Sunday, August 2, 2015

Autumn of the Matriarch



The unseating and disqualification of a sitting Chief minister, by an unprecedented ruling of a special court, for massive political corruption, will go down in history to demonstrate the resilience and strength of the Indian legal system. While this is a historic judgement which sends a message of zero tolerance to those in power, many political observers believe that it would be wrong to write off the matriarch as both her public support and her control over the party remains ‘absolute and untrammelled’. Also, it would be wrong to see the recent conditional bail by the Supreme Court as an acquittal because a difficult legal battle lies ahead for the Matriarch. A legal battle which would make or break her future career in electoral politics.


Charles Dickens once remarked “It is the best of times, it is the worst of times. It is the spring of hope and it is the winter of despair.” While Dickens may have wanted to show the best and worst times can lie in unison while referring to English society, it is tempting to use the same analogy on the political career of Ms Jayalalithaa. Her best time and her worst time seem to co-exist now. It is her ‘spring of hope’ with unprecedented public control over the party affairs at the same time it is ‘the winter of despair’ as her electoral career has had a judiicial roadblock with years of incarceration ahead.

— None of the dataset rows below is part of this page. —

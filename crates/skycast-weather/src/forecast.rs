//! Forecast aggregation: hourly slice and daily min/max rollup.
//!
//! Both views derive from the same flat 3-hour forecast feed. The hourly
//! slice is a lossy 1:1 projection of the first entries, not a resampling;
//! the daily rollup groups entries by UTC calendar day in first-seen order.

use chrono::{DateTime, NaiveDate};

use crate::client::WeatherClient;
use crate::types::{ConditionSummary, ForecastEntry, ForecastResponse};

/// Number of near-term entries projected into the hourly view.
pub const HOURLY_SLICE_LEN: usize = 8;
/// Maximum number of calendar-day groups in the daily view.
pub const DAILY_ROLLUP_CAP: usize = 8;

/// One near-term forecast point, projected 1:1 from a feed entry.
#[derive(Debug, Clone, PartialEq)]
pub struct HourlyPoint {
    /// Epoch seconds.
    pub timestamp: i64,
    pub temp: f64,
    pub conditions: Vec<ConditionSummary>,
    pub wind_speed: f64,
    /// Precipitation probability, 0..1.
    pub precipitation_probability: f64,
}

/// One calendar-day aggregate.
///
/// Icon, description and precipitation come from the first entry seen for
/// the day; only the temperature bounds fold across all entries.
#[derive(Debug, Clone, PartialEq)]
pub struct DailyPoint {
    /// Timestamp of the first entry in the group, epoch seconds.
    pub timestamp: i64,
    pub temp_min: f64,
    pub temp_max: f64,
    pub conditions: Vec<ConditionSummary>,
    pub precipitation_probability: f64,
}

/// Derived forecast views plus per-view loading flags.
///
/// Both views derive from one fetch, but the flags are tracked separately so
/// a rendering layer can treat them independently.
#[derive(Debug, Clone, Default, PartialEq)]
pub struct ForecastView {
    pub hourly: Vec<HourlyPoint>,
    pub daily: Vec<DailyPoint>,
    pub loading_hourly: bool,
    pub loading_daily: bool,
}

impl ForecastView {
    fn empty() -> Self {
        Self::default()
    }
}

/// Project the first [`HOURLY_SLICE_LEN`] feed entries into hourly points.
///
/// Missing fields on a source entry fall back to zero / empty rather than
/// dropping the entry.
pub fn hourly_slice(list: &[ForecastEntry]) -> Vec<HourlyPoint> {
    list.iter()
        .take(HOURLY_SLICE_LEN)
        .map(|entry| HourlyPoint {
            timestamp: entry.dt,
            temp: entry.main.map(|m| m.temp).unwrap_or(0.0),
            conditions: entry.weather.clone(),
            wind_speed: entry.wind.map(|w| w.speed).unwrap_or(0.0),
            precipitation_probability: entry.pop.unwrap_or(0.0),
        })
        .collect()
}

/// Group feed entries by UTC calendar day, folding running min/max temps.
///
/// Entries without a temperature or condition list are skipped; groups keep
/// first-seen order and are capped at [`DAILY_ROLLUP_CAP`].
pub fn daily_rollup(list: &[ForecastEntry]) -> Vec<DailyPoint> {
    let mut days: Vec<(NaiveDate, DailyPoint)> = Vec::new();

    for entry in list {
        let Some(main) = entry.main else { continue };
        if entry.weather.is_empty() {
            continue;
        }
        let Some(date) = DateTime::from_timestamp(entry.dt, 0).map(|dt| dt.date_naive()) else {
            continue;
        };

        if let Some((_, day)) = days.iter_mut().find(|(d, _)| *d == date) {
            day.temp_min = day.temp_min.min(main.temp);
            day.temp_max = day.temp_max.max(main.temp);
        } else {
            days.push((
                date,
                DailyPoint {
                    timestamp: entry.dt,
                    temp_min: main.temp,
                    temp_max: main.temp,
                    conditions: entry.weather.clone(),
                    precipitation_probability: entry.pop.unwrap_or(0.0),
                },
            ));
        }
    }

    days.into_iter()
        .take(DAILY_ROLLUP_CAP)
        .map(|(_, day)| day)
        .collect()
}

/// Build both forecast views for a city.
///
/// A pre-supplied `initial` feed short-circuits the fetch. Without a city
/// name this performs no I/O and yields empty views. Fetch failures and
/// missing data both resolve to empty views with loading flags cleared;
/// city-not-found is logged distinctly from transport errors.
pub async fn load_forecast(
    client: &WeatherClient,
    city: Option<&str>,
    initial: Option<ForecastResponse>,
) -> ForecastView {
    let Some(city) = city else {
        return ForecastView::empty();
    };

    let mut view = ForecastView {
        loading_hourly: true,
        loading_daily: true,
        ..ForecastView::default()
    };

    let list = match initial {
        Some(response) => Some(response.list),
        None => match client.forecast(city).await {
            Ok(Some(response)) => Some(response.list),
            Ok(None) => {
                tracing::warn!("Forecast not available for {}: city not found", city);
                None
            }
            Err(e) => {
                tracing::error!("Failed to fetch forecast for {}: {}", city, e);
                None
            }
        },
    };

    match list {
        Some(list) if !list.is_empty() => {
            view.hourly = hourly_slice(&list);
            view.loading_hourly = false;
            view.daily = daily_rollup(&list);
            view.loading_daily = false;
        }
        Some(_) => {
            tracing::warn!("Forecast list is empty for {}", city);
            view = ForecastView::empty();
        }
        None => {
            view = ForecastView::empty();
        }
    }

    view
}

Disproportionate Wealth Case – The judgement that shook Tamilnadu


Let us look at the facts of the case which has altered the political landscape of Tamilnadu like few others before.


The criminal case against Ms Jayalalithaa was set in motion when Dr Subramanian Swamy, then President of Janata Dal, lodged a complaint before the Special Judge under Prevention of Corruption Act alleging that the former had wealth disproportionate to her known sources of income.


Hundreds of adjournments and over eighteen years later, and after exhausting all possible legal remedies under the law, Judge Michael D’Cunha of Bangalore Special Court found J Jayalalithaa guilty of corruption. The prosecution’s case was that she had acquired the wealth of Rs 66 crore during the check period 1991 to 1996 whilst she was the chief minister in office drawing Rs 1 as her official salary.


The Judge ruled that the prosecution had proved its case beyond reasonable doubt and sentenced her and others to four years of simple imprisonment under the Prevention of Corruption Act 1988 and also imposed a fine of Rs100 crore on her. All her illegally acquired assets were ordered to be attached by the court and recovery if any will be adjusted against her fine payable to the state.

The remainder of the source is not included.